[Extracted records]

________________________________________

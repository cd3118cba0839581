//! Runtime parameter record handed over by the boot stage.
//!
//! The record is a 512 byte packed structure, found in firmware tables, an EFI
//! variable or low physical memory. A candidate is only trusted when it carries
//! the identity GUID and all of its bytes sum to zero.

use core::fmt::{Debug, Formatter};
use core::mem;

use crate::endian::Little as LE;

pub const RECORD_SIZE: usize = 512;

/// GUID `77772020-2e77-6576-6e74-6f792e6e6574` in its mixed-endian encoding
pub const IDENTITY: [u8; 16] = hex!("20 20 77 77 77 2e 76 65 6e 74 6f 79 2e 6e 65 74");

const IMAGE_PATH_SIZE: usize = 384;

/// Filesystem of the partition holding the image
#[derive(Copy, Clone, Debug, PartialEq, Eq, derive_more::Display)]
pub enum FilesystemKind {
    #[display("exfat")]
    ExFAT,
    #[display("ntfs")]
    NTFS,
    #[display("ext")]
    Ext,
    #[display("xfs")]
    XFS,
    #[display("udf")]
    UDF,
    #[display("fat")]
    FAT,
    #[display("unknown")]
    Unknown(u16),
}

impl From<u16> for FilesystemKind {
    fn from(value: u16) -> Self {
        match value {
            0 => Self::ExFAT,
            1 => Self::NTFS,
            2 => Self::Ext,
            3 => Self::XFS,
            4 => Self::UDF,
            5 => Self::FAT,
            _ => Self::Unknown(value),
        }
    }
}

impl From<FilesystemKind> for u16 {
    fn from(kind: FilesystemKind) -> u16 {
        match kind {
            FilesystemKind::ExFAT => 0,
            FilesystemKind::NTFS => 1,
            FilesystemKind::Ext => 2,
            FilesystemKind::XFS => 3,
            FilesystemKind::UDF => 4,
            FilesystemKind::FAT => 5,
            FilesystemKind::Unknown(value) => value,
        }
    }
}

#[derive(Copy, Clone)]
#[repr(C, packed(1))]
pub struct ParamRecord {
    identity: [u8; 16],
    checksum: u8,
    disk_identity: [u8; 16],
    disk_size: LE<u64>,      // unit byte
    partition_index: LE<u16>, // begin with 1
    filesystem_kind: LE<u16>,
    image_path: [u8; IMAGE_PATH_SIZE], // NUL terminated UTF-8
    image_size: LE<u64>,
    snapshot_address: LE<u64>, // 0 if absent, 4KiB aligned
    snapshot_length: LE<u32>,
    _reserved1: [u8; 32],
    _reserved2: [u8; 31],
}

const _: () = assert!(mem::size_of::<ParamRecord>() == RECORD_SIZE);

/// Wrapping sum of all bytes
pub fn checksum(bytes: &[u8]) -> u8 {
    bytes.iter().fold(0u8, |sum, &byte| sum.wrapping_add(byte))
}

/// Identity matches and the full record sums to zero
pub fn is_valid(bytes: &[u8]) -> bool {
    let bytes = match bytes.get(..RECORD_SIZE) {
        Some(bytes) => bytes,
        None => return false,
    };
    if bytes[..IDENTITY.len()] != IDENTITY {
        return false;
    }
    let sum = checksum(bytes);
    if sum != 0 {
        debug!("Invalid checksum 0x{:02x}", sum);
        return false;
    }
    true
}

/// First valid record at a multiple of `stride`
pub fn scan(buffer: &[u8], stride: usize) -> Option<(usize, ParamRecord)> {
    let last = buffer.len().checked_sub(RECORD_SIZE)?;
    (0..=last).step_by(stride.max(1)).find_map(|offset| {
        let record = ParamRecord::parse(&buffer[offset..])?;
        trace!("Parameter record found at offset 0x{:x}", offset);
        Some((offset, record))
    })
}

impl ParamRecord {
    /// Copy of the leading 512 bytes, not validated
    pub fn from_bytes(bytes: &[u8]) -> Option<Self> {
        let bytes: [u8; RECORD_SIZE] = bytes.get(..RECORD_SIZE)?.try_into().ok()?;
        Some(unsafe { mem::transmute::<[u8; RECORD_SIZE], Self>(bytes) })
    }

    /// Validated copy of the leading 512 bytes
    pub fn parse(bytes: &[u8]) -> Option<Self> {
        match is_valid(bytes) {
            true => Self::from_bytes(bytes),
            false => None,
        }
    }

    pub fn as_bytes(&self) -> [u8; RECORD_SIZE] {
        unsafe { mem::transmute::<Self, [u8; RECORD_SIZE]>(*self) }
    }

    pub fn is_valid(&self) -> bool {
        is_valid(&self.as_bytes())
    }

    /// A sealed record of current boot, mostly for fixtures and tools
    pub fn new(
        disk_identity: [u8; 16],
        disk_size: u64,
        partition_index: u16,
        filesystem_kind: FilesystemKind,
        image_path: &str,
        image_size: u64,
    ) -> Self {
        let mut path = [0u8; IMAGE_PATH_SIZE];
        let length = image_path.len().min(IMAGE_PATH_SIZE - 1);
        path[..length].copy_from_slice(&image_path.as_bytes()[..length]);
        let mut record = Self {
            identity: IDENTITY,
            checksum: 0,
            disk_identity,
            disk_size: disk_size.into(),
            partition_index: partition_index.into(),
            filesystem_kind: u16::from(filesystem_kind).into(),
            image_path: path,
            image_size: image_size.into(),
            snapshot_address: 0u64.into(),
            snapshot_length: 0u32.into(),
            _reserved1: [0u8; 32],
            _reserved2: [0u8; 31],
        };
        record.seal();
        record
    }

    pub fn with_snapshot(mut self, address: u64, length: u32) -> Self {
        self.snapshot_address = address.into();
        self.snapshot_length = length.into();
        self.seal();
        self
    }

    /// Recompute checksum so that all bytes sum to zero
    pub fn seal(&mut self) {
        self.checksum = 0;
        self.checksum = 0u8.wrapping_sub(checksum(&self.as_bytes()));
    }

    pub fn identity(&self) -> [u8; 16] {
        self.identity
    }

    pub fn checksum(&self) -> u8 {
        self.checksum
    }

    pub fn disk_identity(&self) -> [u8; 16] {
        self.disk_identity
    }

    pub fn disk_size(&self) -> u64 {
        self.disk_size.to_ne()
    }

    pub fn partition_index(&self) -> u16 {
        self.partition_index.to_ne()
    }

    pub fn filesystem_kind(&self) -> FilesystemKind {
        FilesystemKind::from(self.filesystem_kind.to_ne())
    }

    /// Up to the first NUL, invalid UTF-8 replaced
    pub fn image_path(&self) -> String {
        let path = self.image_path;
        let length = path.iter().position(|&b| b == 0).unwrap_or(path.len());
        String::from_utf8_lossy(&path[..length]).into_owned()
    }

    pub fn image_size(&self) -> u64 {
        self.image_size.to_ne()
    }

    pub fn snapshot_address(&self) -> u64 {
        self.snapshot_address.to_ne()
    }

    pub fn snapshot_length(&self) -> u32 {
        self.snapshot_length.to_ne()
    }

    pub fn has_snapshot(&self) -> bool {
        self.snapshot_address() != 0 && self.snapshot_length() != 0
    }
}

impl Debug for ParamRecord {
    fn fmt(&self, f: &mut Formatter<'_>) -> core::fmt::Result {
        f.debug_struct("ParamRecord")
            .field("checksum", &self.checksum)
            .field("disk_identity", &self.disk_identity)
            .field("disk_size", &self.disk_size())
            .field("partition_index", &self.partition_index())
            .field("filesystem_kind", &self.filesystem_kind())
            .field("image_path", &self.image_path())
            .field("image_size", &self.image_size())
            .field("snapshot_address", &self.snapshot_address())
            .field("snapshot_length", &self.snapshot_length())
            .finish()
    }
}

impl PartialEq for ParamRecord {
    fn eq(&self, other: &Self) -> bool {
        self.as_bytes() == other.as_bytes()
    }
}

________________________________________

## WORK TO COMPLETE
Each line that holds the word "core" should be extracted from the records.

## REPLY
use core::fmt::{Debug, Formatter};
use core::mem;
    fn fmt(&self, f: &mut Formatter<'_>) -> core::fmt::Result {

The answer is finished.